What did they look like? Well the 14th century archer would wear linen underclothes, socks and boots, leggings or trousers (discarded in times of illness or fright to prevent soiling) and a jack or gambeson (a padded jacket) a wrist bracer to stop chafing by the bowstring and gloves to protect the fingers. Most important of all a cap and a bascinet or chapel de fer (iron hat) to protect the head would be worn. A belt would complete the outfit.

Weapons were of course a bow, best of all made from yew and heavy arrows carried in a cloth bag. A short sword or an axe was carried for close quarter fighting or to dispatch the wounded before looting. Personal equipment would consist of a dagger, rosary, flint and steel and possibly a pair of dice for gaming and money pouch probably left in safekeeping or buried before the battle.

During a battle the archers were well commanded and trained (they had a year to do so) and for defence would form an open formation to lessen casualties, arrows were stuck in the soil to ensure rapid fire and if the archer was killed or wounded the nearest fellow could use the ammunition, they of course would shoot at a high rate of fire to try to kill or disable as many opponents as possible to increase their own chance of survival. As with most medieval battles it is certain that archers took part and the weight of opinion is that Edwards archers were unsuccessful, maybe they ran out of arrows, maybe they were pushed out by the knights eager for glory or the Bruce’s men got in first, let us say Bruce had only 500 archers to begin with and had massive casualties and a low strike rate.

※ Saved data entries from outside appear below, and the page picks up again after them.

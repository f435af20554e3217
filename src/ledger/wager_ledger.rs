use std::sync::Arc;

use chrono::Utc;
use dashmap::DashMap;
use rust_decimal::Decimal;
use tokio::sync::{Mutex, OwnedMutexGuard};
use tracing::{info, warn};
use uuid::Uuid;

use crate::db::{wager_key, wagers_key, KvStore};
use crate::error::ValidationError;
use crate::ledger::settlement;
use crate::state::TimeSeriesStore;
use crate::types::{MarketType, Score, Wager, WagerStatus};

const QUARTER: Decimal = Decimal::from_parts(25, 0, 0, false, 2);

/// Wagers of one match. `loaded` flips once the persisted copy has been read.
#[derive(Default)]
struct Book {
    loaded: bool,
    wagers: Vec<Wager>,
}

/// Per-match wager collections with validation, settlement and persistence.
///
/// Each match has its own async lock, so placement and settlement on the same
/// match are serialised while unrelated matches proceed independently. Every
/// mutation is applied in memory first and then saved under `wagers:<match_id>`;
/// a failed save is logged and does not roll the mutation back. Each wager also
/// gets a `wager:<wager_id>` entry naming its match, so a wager can be settled
/// or deleted before anything has loaded its book.
pub struct WagerLedger {
    kv: Arc<dyn KvStore>,
    books: DashMap<String, Arc<Mutex<Book>>>,
    /// wager_id → match_id, for every wager in a loaded book.
    index: DashMap<String, String>,
}

impl WagerLedger {
    pub fn new(kv: Arc<dyn KvStore>) -> Self {
        Self {
            kv,
            books: DashMap::new(),
            index: DashMap::new(),
        }
    }

    /// Lock a match's book, loading it from persistence on first access.
    async fn open(&self, match_id: &str) -> OwnedMutexGuard<Book> {
        let book = self.books.entry(match_id.to_string()).or_default().clone();
        let mut guard = book.lock_owned().await;
        if !guard.loaded {
            guard.wagers = self.load_persisted(match_id).await;
            for w in &guard.wagers {
                self.index.insert(w.id.clone(), match_id.to_string());
            }
            guard.loaded = true;
        }
        guard
    }

    async fn load_persisted(&self, match_id: &str) -> Vec<Wager> {
        let bytes = match self.kv.load(&wagers_key(match_id)).await {
            Ok(Some(bytes)) => bytes,
            Ok(None) => return Vec::new(),
            Err(e) => {
                warn!(match_id, "[LEDGER] load failed, starting empty: {e}");
                return Vec::new();
            }
        };
        match serde_json::from_slice::<Vec<Wager>>(&bytes) {
            Ok(wagers) => {
                info!(match_id, count = wagers.len(), "[LEDGER] loaded {} wagers", wagers.len());
                wagers
            }
            Err(e) => {
                warn!(match_id, "[LEDGER] persisted wagers unreadable, starting empty: {e}");
                Vec::new()
            }
        }
    }

    async fn persist(&self, match_id: &str, wagers: &[Wager]) {
        let bytes = match serde_json::to_vec(wagers) {
            Ok(b) => b,
            Err(e) => {
                warn!(match_id, "[LEDGER] could not encode wagers: {e}");
                return;
            }
        };
        if let Err(e) = self.kv.save(&wagers_key(match_id), &bytes).await {
            warn!(match_id, "[LEDGER] save failed (in-memory state kept): {e}");
        }
    }

    /// Make sure a match's book is in memory so its wager ids can be settled.
    pub async fn load(&self, match_id: &str) {
        drop(self.open(match_id).await);
    }

    pub async fn place(
        &self,
        match_id: &str,
        market_type: MarketType,
        handicap_line: Decimal,
        price: Decimal,
        stake: Decimal,
        score_at_placement: &str,
    ) -> Result<Wager, ValidationError> {
        if stake <= Decimal::ZERO {
            return Err(ValidationError::InvalidStake);
        }
        if price <= Decimal::ONE {
            return Err(ValidationError::InvalidPrice);
        }
        if !(handicap_line / QUARTER).fract().is_zero() {
            return Err(ValidationError::InvalidHandicapLine);
        }
        let score_at_placement: Score = score_at_placement.parse()?;

        let wager = Wager {
            id: Uuid::new_v4().to_string(),
            match_id: match_id.to_string(),
            market_type,
            handicap_line,
            price_at_placement: price,
            stake,
            score_at_placement,
            status: WagerStatus::Pending,
            profit: Decimal::ZERO,
            final_score: None,
            placed_at: Utc::now(),
        };

        let mut book = self.open(match_id).await;
        book.wagers.push(wager.clone());
        self.index.insert(wager.id.clone(), match_id.to_string());
        self.persist(match_id, &book.wagers).await;
        if let Err(e) = self.kv.save(&wager_key(&wager.id), match_id.as_bytes()).await {
            warn!(match_id, wager_id = %wager.id, "[LEDGER] could not save wager owner: {e}");
        }

        info!(
            match_id,
            wager_id = %wager.id,
            market = %market_type,
            line = %handicap_line,
            price = %price,
            stake = %stake,
            "[LEDGER] placed {market_type} {handicap_line} @{price} stake {stake} at {score_at_placement}",
        );
        Ok(wager)
    }

    /// Place at the latest quote stored for the wager's market family.
    ///
    /// The handicap family is quoted from the home side, so an AWAY wager takes
    /// the negated line.
    pub async fn place_at_market(
        &self,
        match_id: &str,
        market_type: MarketType,
        stake: Decimal,
        store: &TimeSeriesStore,
        score_at_placement: &str,
    ) -> Result<Wager, ValidationError> {
        let unavailable = || ValidationError::MarketUnavailable(match_id.to_string());
        let quote = store.latest(match_id, market_type.family()).ok_or_else(unavailable)?;
        let price = quote.price_for(market_type).ok_or_else(unavailable)?;
        let line = match market_type {
            MarketType::Away => -quote.handicap_line,
            _ => quote.handicap_line,
        };
        self.place(match_id, market_type, line, price, stake, score_at_placement).await
    }

    pub async fn settle(&self, wager_id: &str, final_score: &str) -> Result<Wager, ValidationError> {
        let final_score: Score = final_score.parse()?;
        let match_id = self.match_of(wager_id).await?;

        let mut book = self.open(&match_id).await;
        let wager = book
            .wagers
            .iter_mut()
            .find(|w| w.id == wager_id)
            .ok_or_else(|| ValidationError::WagerNotFound(wager_id.to_string()))?;
        if !wager.is_pending() {
            return Err(ValidationError::AlreadySettled(wager_id.to_string()));
        }

        let outcome = settlement::settle(wager, final_score);
        wager.status = outcome.status;
        wager.profit = outcome.profit;
        wager.final_score = Some(final_score);
        let settled = wager.clone();

        self.persist(&match_id, &book.wagers).await;
        info!(
            match_id = %match_id,
            wager_id,
            status = %settled.status,
            profit = %settled.profit,
            "[LEDGER] settled {} at {final_score}: {} ({})",
            settled.market_type,
            settled.status,
            settled.profit,
        );
        Ok(settled)
    }

    /// Remove a wager whatever its status.
    pub async fn delete(&self, wager_id: &str) -> Result<Wager, ValidationError> {
        let match_id = self.match_of(wager_id).await?;
        let mut book = self.open(&match_id).await;
        let pos = book
            .wagers
            .iter()
            .position(|w| w.id == wager_id)
            .ok_or_else(|| ValidationError::WagerNotFound(wager_id.to_string()))?;
        let removed = book.wagers.remove(pos);
        self.index.remove(wager_id);
        self.persist(&match_id, &book.wagers).await;
        if let Err(e) = self.kv.remove(&wager_key(wager_id)).await {
            warn!(match_id = %match_id, wager_id, "[LEDGER] could not drop wager owner: {e}");
        }
        info!(match_id = %match_id, wager_id, "[LEDGER] deleted wager");
        Ok(removed)
    }

    /// Sum of profit over settled wagers; pending wagers never count.
    pub async fn total_profit(&self, match_id: &str) -> Decimal {
        let book = self.open(match_id).await;
        book.wagers
            .iter()
            .filter(|w| w.status != WagerStatus::Pending)
            .map(|w| w.profit)
            .sum()
    }

    /// A match's wagers, newest first.
    pub async fn wagers(&self, match_id: &str) -> Vec<Wager> {
        let book = self.open(match_id).await;
        let mut out: Vec<Wager> = book.wagers.iter().rev().cloned().collect();
        out.sort_by(|a, b| b.placed_at.cmp(&a.placed_at));
        out
    }

    /// Match a loaded wager belongs to.
    fn match_id_of(&self, wager_id: &str) -> Option<String> {
        self.index.get(wager_id).map(|m| m.clone())
    }

    /// Owning match of a wager, falling back to the persisted owner entry when
    /// its book has not been loaded yet.
    async fn match_of(&self, wager_id: &str) -> Result<String, ValidationError> {
        if let Some(match_id) = self.match_id_of(wager_id) {
            return Ok(match_id);
        }
        let not_found = || ValidationError::WagerNotFound(wager_id.to_string());
        let owner = match self.kv.load(&wager_key(wager_id)).await {
            Ok(Some(bytes)) => String::from_utf8(bytes).map_err(|_| not_found())?,
            Ok(None) => return Err(not_found()),
            Err(e) => {
                warn!(wager_id, "[LEDGER] owner lookup failed: {e}");
                return Err(not_found());
            }
        };
        drop(self.open(&owner).await);
        self.match_id_of(wager_id).ok_or_else(not_found)
    }
}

Even so in the eight minutes the ammunition would have lasted around 20,000 arrows would have been spent, fired into a massed target, a low 10% killing or disabling rate would result in 2,000 casualties in the first 8 minutes for a loss of 500. From the other side a possible 3,000 archers would have destroyed the Bruce’s army entirely! Of course this is only conjecture but it does show the difference archers could make. Edwards’s archers failed for whatever reason and the Bruce’s soldiers were left to murder the wounded and loot what they could, even in the worst case a soldier on the winning side would at least gain better clothes and equipment, albeit in need of a wash or repair, as sensibilities were easily buried in this time of shortage of materials, blood and holes were of little importance to these remarkable men and women of both sides.

P.S. As the song says those days are past now, and in the past they must remain.